_Directions_
Every line in the entries that holds "LocalNetwork" should be identified and copied.

_Information provided_
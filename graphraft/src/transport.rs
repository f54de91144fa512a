//! Transport between the nodes of a group
//!
//! Two kinds of traffic cross it: raft messages, which are fire and forget,
//! and forwarded store commands, which wait for the leader's answer.

use std::collections::{HashMap, HashSet};
use std::sync::{Arc, RwLock, Weak};

use raft::prelude::Message;

use crate::command::StoreType;
use crate::config::Peer;
use crate::context::ClusterContext;
use crate::error::{Error, Phase, Result};

#[tonic::async_trait]
pub trait Transport: Send + Sync + 'static {
    /// Delivers a raft message. Failures are dropped, raft retries.
    async fn send(&self, to: &Peer, msg: Message);

    /// Submits an encoded batch to `leader` and returns the index it was
    /// applied at
    async fn forward(&self, leader: &Peer, store: StoreType, batch: Vec<u8>) -> Result<u64>;

    /// Releases connections held by this transport
    async fn close(&self) {}
}

/// Nodes living in the same process, reachable through [`LocalTransport`]
#[derive(Default)]
pub struct LocalNetwork {
    nodes: RwLock<HashMap<u64, Weak<ClusterContext>>>,
    isolated: RwLock<HashSet<u64>>,
}

impl LocalNetwork {
    pub fn new() -> Arc<Self> {
        Arc::new(LocalNetwork::default())
    }

    /// Registers the node `id` and returns the transport it sends through
    pub fn join(self: &Arc<Self>, id: u64, context: &Arc<ClusterContext>) -> Arc<LocalTransport> {
        self.nodes
            .write()
            .unwrap()
            .insert(id, Arc::downgrade(context));
        Arc::new(LocalTransport {
            id,
            network: self.clone(),
        })
    }

    /// Cuts every link of node `id`
    pub fn isolate(&self, id: u64) {
        self.isolated.write().unwrap().insert(id);
    }

    pub fn heal(&self, id: u64) {
        self.isolated.write().unwrap().remove(&id);
    }

    fn route(&self, from: u64, to: u64) -> Option<Arc<ClusterContext>> {
        {
            let isolated = self.isolated.read().unwrap();
            if isolated.contains(&from) || isolated.contains(&to) {
                return None;
            }
        }
        self.nodes.read().unwrap().get(&to).and_then(Weak::upgrade)
    }
}

pub struct LocalTransport {
    id: u64,
    network: Arc<LocalNetwork>,
}

#[tonic::async_trait]
impl Transport for LocalTransport {
    async fn send(&self, to: &Peer, msg: Message) {
        if let Some(context) = self.network.route(self.id, to.id) {
            if let Err(e) = context.step(msg) {
                log::debug!("Node {} can't take raft message: {}", to.id, e);
            }
        }
    }

    async fn forward(&self, leader: &Peer, store: StoreType, batch: Vec<u8>) -> Result<u64> {
        match self.network.route(self.id, leader.id) {
            Some(context) => context.submit_forwarded(store, batch).await,
            None => Err(Error::Timeout(Phase::Forward)),
        }
    }
}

_Exercise solution_
pub struct LocalNetwork {
impl LocalNetwork {
        Arc::new(LocalNetwork::default())
    network: Arc<LocalNetwork>,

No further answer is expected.